Additional discussions led to the signing, by both Hopson and Knowles, of a letter, dated December 7, 2006, which recognized that Knowles would make a $250,000 investment into Renewable in exchange for a five percent ownership interest in Renewable and that the formal documents concerning the investment would be completed by January 31, 2007. On December 10, Knowles paid Renewable a check in the amount of $50,000. On or about December 29, he sent a wire transfer in the amount of $200,000. According to the complaint, Hopson withdrew nearly all of Knowles' investment by writing checks to Safety Solutions. The complaint further alleges that at the time he made his original $50,000 payment to Renewable, contrary to the representations by Hopson, Renewable did not have any cash at the time. Knowles also alleges that Hopson never provided him with the "formal" documents (due to be completed by January 2007), a registration statement, a prospectus, a K-1 form for 2006, and additional investment documents. According to the complaint, "[u]pon information and belief, Renewable has not registered its offering of securities."
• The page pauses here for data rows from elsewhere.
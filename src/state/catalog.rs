/// The fixed book catalog
///
/// Five records, built from a literal table every time they are requested.
/// Nothing is loaded from disk or network.
use super::data::Book;

/// (title, author, isbn, cover url, purchase link)
const CATALOG: [(&str, &str, &str, &str, &str); 5] = [
    (
        "The Clean Code",
        "Robert C Martin",
        "813178696X",
        "https://images-na.ssl-images-amazon.com/images/I/81VctvTDc6L.jpg",
        "",
    ),
    (
        "PYTHON CRASH COURSE E02: A Hands-On, Project-Based Introduction to Programming",
        "Eric Matthes",
        "1593279280",
        "https://images-na.ssl-images-amazon.com/images/I/71NUZ+rHN2L.jpg",
        "",
    ),
    (
        "Head First Design Patterns: Building Extensible and Maintainable Object-Oriented Software, Second Edition",
        " Eric Freeman and Elisabeth Robson",
        "9385889753",
        "https://images-na.ssl-images-amazon.com/images/I/71SdDjMglAL.jpg",
        "",
    ),
    (
        "Design Patterns",
        "Erich Gamma",
        "9332555400",
        "https://images-na.ssl-images-amazon.com/images/I/81snQYegu6L.jpg",
        "",
    ),
    (
        "Node.js Design Patterns: Design and implement production-grade Node.js applications using proven patterns and techniques, 3rd Edition",
        "Mario Casciaro and Luciano Mammino",
        "1785885588",
        "https://images-na.ssl-images-amazon.com/images/I/61hYzdT5WtL.jpg",
        "",
    ),
];

/// Get every book in the catalog, in catalog order
pub fn list_books() -> Vec<Book> {
    CATALOG
        .iter()
        .map(|&(title, author, isbn, img_url, purchase_link)| {
            Book::new(title, author, isbn, img_url, purchase_link)
        })
        .collect()
}
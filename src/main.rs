use iced::widget::{container, row};
use iced::{Element, Length, Size, Task, Theme};
use tracing::{debug, info, warn};
use tracing_subscriber::EnvFilter;

mod config;
mod cover;
mod state;
mod ui;

use config::Settings;
use cover::loader::{load_cover, CoverError};
use state::browser::{Browser, Completion, FetchTicket, Generation};
use state::data::{Bitmap, Book};

/// Main application state
struct BookBrowser {
    /// Catalog, selection and cover of the detail pane
    browser: Browser,
    /// Shared client for cover downloads
    client: reqwest::Client,
    settings: Settings,
}

/// Application messages (events)
#[derive(Debug, Clone)]
pub enum Message {
    /// User pressed "View Book" on a list entry
    SelectBook(Book),
    /// Background cover fetch finished for the given generation
    CoverLoaded(Generation, Result<Bitmap, CoverError>),
}

impl BookBrowser {
    /// Create the app on the first book and start fetching its cover
    fn new(settings: Settings) -> (Self, Task<Message>) {
        let client = settings.http_client().unwrap_or_else(|err| {
            warn!("Falling back to default HTTP client: {}", err);
            reqwest::Client::new()
        });

        let mut browser = Browser::new(Bitmap::blank(settings.placeholder_size));
        info!(books = browser.books().len(), "Book browser initialized");

        let first = browser.current().clone();
        let ticket = browser.select_book(first);

        let app = BookBrowser {
            browser,
            client,
            settings,
        };
        let task = app.fetch_cover(ticket);

        (app, task)
    }

    /// Launch the cover download for `ticket` in the background
    fn fetch_cover(&self, ticket: FetchTicket) -> Task<Message> {
        let FetchTicket { generation, url } = ticket;
        debug!(?generation, %url, "Loading cover");

        Task::perform(load_cover(self.client.clone(), url), move |result| {
            Message::CoverLoaded(generation, result)
        })
    }

    /// Handle application messages and update state
    fn update(&mut self, message: Message) -> Task<Message> {
        match message {
            Message::SelectBook(book) => {
                let ticket = self.browser.select_book(book);
                debug!(phase = ?self.browser.phase(), "Selection changed");
                self.fetch_cover(ticket)
            }
            Message::CoverLoaded(generation, result) => {
                match self.browser.complete(generation, result) {
                    Completion::Applied => {
                        let cover = self.browser.cover();
                        info!(
                            title = %self.browser.current().title,
                            "Cover ready ({}x{})", cover.width, cover.height
                        );
                    }
                    Completion::Stale => {}
                    // The pane keeps whatever image it had
                    Completion::Failed(err) => {
                        let book = self.browser.current();
                        warn!(title = %book.title, url = %book.img_url, "Cover unavailable: {}", err);
                    }
                }
                Task::none()
            }
        }
    }

    /// Build the user interface
    fn view(&self) -> Element<Message> {
        let list = container(ui::list::book_list(self.browser.books()))
            .width(Length::FillPortion(1))
            .height(Length::Fill)
            .style(ui::pane);

        let detail = container(ui::detail::book_detail(self.browser.detail()))
            .width(Length::FillPortion(1))
            .height(Length::Fill)
            .style(ui::pane);

        container(row![list, detail])
            .width(Length::Fill)
            .height(Length::Fill)
            .style(ui::backdrop)
            .into()
    }

    fn title(&self) -> String {
        self.settings.window_title.clone()
    }

    fn theme(&self) -> Theme {
        Theme::Light
    }
}

/// Install the global tracing subscriber
///
/// `RUST_LOG` overrides the default of info-level output for this crate.
fn init_logging() {
    let filter = EnvFilter::try_from_default_env()
        .unwrap_or_else(|_| EnvFilter::new(concat!(env!("CARGO_CRATE_NAME"), "=info")));

    tracing_subscriber::fmt().with_env_filter(filter).init();
}

fn main() -> iced::Result {
    init_logging();

    let settings = Settings::default();
    let (width, height) = settings.window_size;

    iced::application(BookBrowser::title, BookBrowser::update, BookBrowser::view)
        .theme(BookBrowser::theme)
        .window_size(Size::new(width, height))
        .centered()
        .run_with(move || BookBrowser::new(settings))
}
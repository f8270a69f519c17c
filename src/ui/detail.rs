use iced::widget::image::Handle;
use iced::widget::{column, container, text, Image};
use iced::{Alignment, Element, Length};

use super::{AUTHOR_COLOR, ISBN_COLOR, TITLE_COLOR};
use crate::state::browser::{DetailView, FetchPhase};
use crate::Message;

/// Detail pane for the current selection
///
/// Text comes straight from the selection, so it is correct even while the
/// cover is still downloading.
pub fn book_detail(view: DetailView<'_>) -> Element<'_, Message> {
    let cover = Image::<Handle>::new(view.cover.clone())
        .width(Length::Fill)
        .height(Length::Fill);

    let info = column![
        text(view.title).size(16).color(TITLE_COLOR),
        text(view.author).size(13).color(AUTHOR_COLOR),
        text(view.isbn).size(9).color(ISBN_COLOR),
    ]
    .spacing(10)
    .padding(5);

    column![container(cover).center_x(Length::Fill).height(Length::FillPortion(2))]
        .push_maybe(status_caption(view.phase))
        .push(container(info).height(Length::FillPortion(3)))
        .align_x(Alignment::Start)
        .into()
}

/// Small note under the cover while it is loading or after it failed
fn status_caption(phase: &FetchPhase) -> Option<Element<'_, Message>> {
    let caption = match phase {
        FetchPhase::Fetching(_) => "Loading cover...",
        FetchPhase::Failed(_) => "Cover unavailable",
        FetchPhase::Idle | FetchPhase::Loaded => return None,
    };

    Some(
        container(text(caption).size(11).color(ISBN_COLOR))
            .center_x(Length::Fill)
            .into(),
    )
}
Although Hopson had not provided the necessary documentation to Knowles by January 2007, Knowles signed another non-disclosure agreement in July 2007. Finally, in September 2007, Defendants provided a few documents to Knowles. According to the complaint, those documents showed that Hopson had made misrepresentations and kept materially important information from Knowles. Those documents also allegedly contradict Hopson's claim that she put $500,000 into Renewable; rather, Knowles claims that the documents demonstrate that Hopson used funds from Renewable's account to make purchases at a GNC drug store, to buy gas, and to make ATM withdrawals.
II. Analysis
A. Motion to Dismiss
A motion to dismiss pursuant to Federal Rule of Civil Procedure 12(b)(6) tests the sufficiency of the complaint and not the merits of the suit. See Gibson v. City of Chicago, 910 F.2d 1510, 1520 (7th Cir. 1990). When ruling on a motion to dismiss under Rule 12(b)(6) for failure to state a claim, a judge "must accept as true all of the factual allegations contained in the complaint." Bell Atlantic Corp. v. Twombly, 127 S.Ct. 1955, 1964 (2007). Plaintiff's claim for unjust enrichment (Count IV) is governed by the liberal notice pleading standard of Federal Rule of Civil Procedure 8, pursuant to which Plaintiff "need only 'give the defendant fair notice of what the * * * claim is and the grounds upon which it rests.'" Erickson v. Pardus, 127 S.Ct. 2197, 2200 (2007) ( per curiam) (quoting Bell Atlantic, 127 S.Ct. at 1964); see also Willer v. Civil Contractors Engineers Inc., 2007 WL 3232493, *2 (N.D. Ill. 2007). To survive a 12(b)(6) motion to dismiss, the factual allegations in the complaint must be sufficient to raise the possibility of relief above the "speculative level," assuming that all of the allegations in the complaint are true. E.E.O.C. v. Concentra Health Servs., Inc., 496 F.3d 773, 776 (7th Cir. 2007) (quoting Bell Atlantic Corp. v. Twombly, 127 S.Ct. 1955, 1965, 1973 n. 14 (2007)). Plaintiff's other claims (Counts I, II, and III) for violation of federal and state securities laws and common law fraud are subject to the particularized pleading requirements of Federal Rule of Civil Procedure 9(b) and the Private Securities Litigation Reform Act of 1995 ("PSLRA"), 15 U.S.C. § 78u-4(b). The Court will address those requirements where relevant.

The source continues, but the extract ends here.